Before PowerHA v7: Reliable Scalable Cluster Technology (RSCT) PowerHA v7 and later: Cluster Aware AIX (CAA) By gathering heartbeat information on multiple nodes, PowerHA can determine what type of failure occurred and initiate the appropriate recovery action. Being able to distinguish between certain failures, for example the failure of a network and the failure of a node, requires a second network. Although this additional network can be “IP based,” it is possible that the entire IP subsystem can fail within a given node. Therefore, in addition there should be at least one, ideally two, non-IP networks. Failure to implement a non-IP network can potentially lead to a partitioned cluster, sometimes referred to as the split brain syndrome.

This situation can occur if the IP network between nodes becomes severed or in some cases congested.
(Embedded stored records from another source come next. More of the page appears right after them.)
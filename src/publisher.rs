// Copyright (c) 2025, The Ruskit Authors
// MIT License
// All rights reserved.

//! # Message Publisher
//!
//! Turns a domain event into a persistent AMQP message and hands it to the
//! broker. Publishing is fire-and-forget: no publisher confirm is awaited.
//! Durability comes from the persistent delivery mode together with durable
//! exchanges and queues.

use crate::{channel::BrokerChannel, errors::AmqpError, otel, topology};
use async_trait::async_trait;
use lapin::{
    types::{AMQPValue, FieldTable, LongInt, LongLongInt, LongString, ShortInt, ShortString},
    BasicProperties,
};
use opentelemetry::Context;
use std::{
    collections::{BTreeMap, HashMap},
    sync::Arc,
};
use tracing::info;
use uuid::Uuid;

/// Content type for the UTF-8 text payloads this crate publishes
pub const TEXT_CONTENT_TYPE: &str = "text/plain; charset=utf-8";
/// AMQP delivery mode asking the broker to persist the message to disk
pub const PERSISTENT_DELIVERY_MODE: u8 = 2;

/// Typed header values accepted on publish.
#[derive(Debug, Clone, PartialEq, Eq)]
pub enum HeaderValues {
    ShortString(String),
    LongString(String),
    Int(i16),
    LongInt(i32),
    LongLongInt(i64),
    Bool(bool),
}

/// An outgoing message. `payload` is opaque to the publisher.
#[derive(Debug, Clone, Default, PartialEq, Eq)]
pub struct PublishMessage {
    pub exchange: String,
    pub routing_key: String,
    pub msg_type: Option<String>,
    pub payload: Vec<u8>,
    pub headers: Option<HashMap<String, HeaderValues>>,
}

impl PublishMessage {
    /// An event for the main exchange under `routing_key`.
    pub fn event(routing_key: &str, payload: impl Into<Vec<u8>>) -> Self {
        PublishMessage {
            exchange: topology::MAIN_EXCHANGE.to_owned(),
            routing_key: routing_key.to_owned(),
            payload: payload.into(),
            ..Default::default()
        }
    }
}

#[async_trait]
pub trait Publisher: Send + Sync {
    async fn publish(&self, ctx: &Context, msg: &PublishMessage) -> Result<(), AmqpError>;
}

/// Publishes order events as persistent messages.
///
/// Every message gets a fresh UUID `message_id`, `delivery_mode = 2` and the
/// current trace context in its headers.
pub struct PedidoPublisher {
    channel: Arc<dyn BrokerChannel>,
}

impl PedidoPublisher {
    /// Creates a new publisher.
    ///
    /// # Parameters
    /// * `channel` - Channel the messages are published on
    ///
    /// # Returns
    /// An Arc-wrapped PedidoPublisher instance for sharing across tasks
    pub fn new(channel: Arc<dyn BrokerChannel>) -> Arc<PedidoPublisher> {
        Arc::new(PedidoPublisher { channel })
    }

    /// Publishes a `pedido.creado` event to the main exchange.
    pub async fn publish_event(&self, ctx: &Context, payload: &str) -> Result<(), AmqpError> {
        self.publish(ctx, &PublishMessage::event(topology::MAIN_ROUTING_KEY, payload))
            .await
    }
}

#[async_trait]
impl Publisher for PedidoPublisher {
    /// Publishes one persistent message, carrying the trace context of `ctx`,
    /// a fresh message id and any caller-supplied headers.
    async fn publish(&self, ctx: &Context, msg: &PublishMessage) -> Result<(), AmqpError> {
        let mut btree = otel::inject(ctx);

        if let Some(headers) = &msg.headers {
            btree_map(headers, &mut btree);
        }

        let mut properties = BasicProperties::default()
            .with_delivery_mode(PERSISTENT_DELIVERY_MODE)
            .with_content_type(ShortString::from(TEXT_CONTENT_TYPE))
            .with_message_id(ShortString::from(Uuid::new_v4().to_string()))
            .with_headers(FieldTable::from(btree));

        if let Some(msg_type) = &msg.msg_type {
            properties = properties.with_type(ShortString::from(msg_type.clone()));
        }

        self.channel
            .publish(&msg.exchange, &msg.routing_key, &msg.payload, properties)
            .await?;

        info!(
            exchange = msg.exchange.as_str(),
            routing_key = msg.routing_key.as_str(),
            "event published"
        );

        Ok(())
    }
}

fn btree_map(hash_map: &HashMap<String, HeaderValues>, btree: &mut BTreeMap<ShortString, AMQPValue>) {
    for (key, value) in hash_map {
        let amqp_value = match value {
            HeaderValues::ShortString(v) => AMQPValue::ShortString(ShortString::from(v.clone())),
            HeaderValues::LongString(v) => AMQPValue::LongString(LongString::from(v.clone())),
            HeaderValues::Int(v) => AMQPValue::ShortInt(ShortInt::from(*v)),
            HeaderValues::LongInt(v) => AMQPValue::LongInt(LongInt::from(*v)),
            HeaderValues::LongLongInt(v) => AMQPValue::LongLongInt(LongLongInt::from(*v)),
            HeaderValues::Bool(v) => AMQPValue::Boolean(*v),
        };

        btree.insert(ShortString::from(key.clone()), amqp_value);
    }
}
// Copyright (c) 2025, The Ruskit Authors
// MIT License
// All rights reserved.

//! # Message Consumer
//!
//! Processes one delivery at a time and settles it according to the retry
//! policy:
//!
//! - handler succeeded: ack
//! - handler failed with retries left: nack with `requeue=false`; the main
//!   queue's dead-letter target routes it through the delay queue and back
//! - handler failed with no retries left: publish payload and properties to
//!   the dead-letter exchange, then ack
//!
//! The dead-letter publish and the ack are two separate broker calls. If the
//! process dies between them, the original delivery is redelivered and ends up
//! in the dead-letter queue twice. Acking first would instead lose it.

use crate::{
    channel::BrokerChannel,
    errors::AmqpError,
    handler::{ConsumerHandler, ConsumerMessage},
    otel,
    retry::{attempt_count, RetryPolicy, Verdict},
    topology,
};
use lapin::{message::Delivery, BasicProperties};
use opentelemetry::{
    global::{self, BoxedTracer},
    trace::{Span, Status},
};
use std::{borrow::Cow, sync::Arc};
use tracing::{debug, error, info, warn};

/// A delivery detached from the channel that produced it.
#[derive(Debug, Clone)]
pub struct InboundMessage {
    pub delivery_tag: u64,
    pub exchange: String,
    pub routing_key: String,
    pub payload: Vec<u8>,
    pub properties: BasicProperties,
}

impl From<Delivery> for InboundMessage {
    fn from(delivery: Delivery) -> Self {
        InboundMessage {
            delivery_tag: delivery.delivery_tag,
            exchange: delivery.exchange.to_string(),
            routing_key: delivery.routing_key.to_string(),
            payload: delivery.data,
            properties: delivery.properties,
        }
    }
}

/// Where messages that exhausted their retries are published.
#[derive(Debug, Clone, PartialEq, Eq)]
pub struct DeadLetterRoute {
    pub exchange: String,
    pub routing_key: String,
}

impl Default for DeadLetterRoute {
    fn default() -> Self {
        DeadLetterRoute {
            exchange: topology::DEAD_LETTER_EXCHANGE.to_owned(),
            routing_key: topology::DEAD_LETTER_ROUTING_KEY.to_owned(),
        }
    }
}

/// Runs the handler on a delivery and settles it through the retry policy.
///
/// Holds no per-message state: the attempt number comes from the delivery's
/// `x-death` header, so any instance can pick up any redelivery.
pub struct RetryConsumer {
    channel: Arc<dyn BrokerChannel>,
    handler: Arc<dyn ConsumerHandler>,
    policy: RetryPolicy,
    queue: String,
    dead_letter: DeadLetterRoute,
    tracer: BoxedTracer,
}

impl RetryConsumer {
    /// Creates a consumer for the payment queue with the default policy and
    /// dead-letter route.
    ///
    /// # Parameters
    /// * `channel` - Channel used to ack, reject and publish to the dead-letter exchange
    /// * `handler` - Domain processing for each delivery
    ///
    /// # Returns
    /// A new RetryConsumer reading from `cola-pagos`
    pub fn new(channel: Arc<dyn BrokerChannel>, handler: Arc<dyn ConsumerHandler>) -> Self {
        RetryConsumer {
            channel,
            handler,
            policy: RetryPolicy::default(),
            queue: topology::MAIN_QUEUE.to_owned(),
            dead_letter: DeadLetterRoute::default(),
            tracer: global::tracer("amqp consumer"),
        }
    }

    /// Replaces the default retry budget.
    pub fn with_policy(mut self, policy: RetryPolicy) -> Self {
        self.policy = policy;
        self
    }

    /// Queue whose rejections count as attempts.
    pub fn with_queue(mut self, queue: &str) -> Self {
        self.queue = queue.to_owned();
        self
    }

    pub fn with_dead_letter(mut self, route: DeadLetterRoute) -> Self {
        self.dead_letter = route;
        self
    }

    pub fn queue(&self) -> &str {
        &self.queue
    }

    /// Runs the handler on one delivery and settles it.
    ///
    /// Handler failures are not errors here: they become a `Retry` or
    /// `DeadLetter` verdict. An `Err` means the broker could not be told
    /// about the verdict and the channel should be considered lost.
    pub async fn consume(&self, msg: &InboundMessage) -> Result<Verdict, AmqpError> {
        let attempts = attempt_count(msg.properties.headers().as_ref(), &self.queue);
        let msg_type = msg
            .properties
            .kind()
            .as_ref()
            .map(|kind| kind.to_string())
            .unwrap_or_default();

        let span_name = if msg_type.is_empty() {
            msg.routing_key.as_str()
        } else {
            msg_type.as_str()
        };
        let (ctx, mut span) = otel::new_span(&msg.properties, &self.tracer, span_name);

        debug!(
            exchange = msg.exchange.as_str(),
            routing_key = msg.routing_key.as_str(),
            delivery_tag = msg.delivery_tag,
            attempts,
            "received"
        );

        let consumer_msg = ConsumerMessage {
            queue: self.queue.clone(),
            routing_key: msg.routing_key.clone(),
            msg_type,
            data: msg.payload.clone(),
            attempt: attempts,
        };

        let outcome = self.handler.exec(&ctx, &consumer_msg).await;
        if let Err(err) = &outcome {
            span.record_error(err);
        }

        let verdict = self.policy.decide(&outcome, attempts);

        let settled = match verdict {
            Verdict::Ack => {
                debug!("message successfully processed");
                self.channel.ack(msg.delivery_tag).await
            }
            Verdict::Retry { attempt, max } => {
                warn!(attempt, max, "error whiling handling msg, retrying ({}/{})", attempt, max);
                self.channel.reject(msg.delivery_tag).await
            }
            Verdict::DeadLetter { attempts } => {
                error!(attempts, "too many attempts, sending to dlq");
                self.dead_letter(msg).await
            }
        };

        match settled {
            Ok(()) => {
                if verdict == Verdict::Ack {
                    span.set_status(Status::Ok);
                } else {
                    span.set_status(Status::Error {
                        description: Cow::from("handler failed"),
                    });
                }
                Ok(verdict)
            }
            Err(err) => {
                span.record_error(&err);
                span.set_status(Status::Error {
                    description: Cow::from(err.to_string()),
                });
                Err(err)
            }
        }
    }

    /// Publishes the message unchanged to the dead-letter route, then acks the
    /// original. The original stays unacked if the publish fails.
    async fn dead_letter(&self, msg: &InboundMessage) -> Result<(), AmqpError> {
        if let Err(err) = self
            .channel
            .publish(
                &self.dead_letter.exchange,
                &self.dead_letter.routing_key,
                &msg.payload,
                msg.properties.clone(),
            )
            .await
        {
            error!(error = err.to_string(), "error whiling sending to dlq");
            return Err(AmqpError::PublishingToDLQError);
        }

        self.channel.ack(msg.delivery_tag).await?;

        info!(
            exchange = self.dead_letter.exchange.as_str(),
            routing_key = self.dead_letter.routing_key.as_str(),
            "message moved to dead-letter queue"
        );

        Ok(())
    }
}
Because each node is still alive, PowerHA concludes the other nodes are down and initiates a takeover. After takeover, one or more applications might be running simultaneously on both nodes. If the shared disks are also online to both nodes, the result can lead to data divergence (massive data corruption). This is a situation that must be avoided, at all costs.

Starting in PowerHA v7 with the use of CAA, the new cluster repository disk automatically provides a form of non-IP heartbeating. Another option is to use SAN heartbeat, which is commonly referred to as sancomm or by the device name it uses called sfwcomm. Using sancomm requires SAN adapters that support target mode and zoning the adapters together so they can communicate with each other.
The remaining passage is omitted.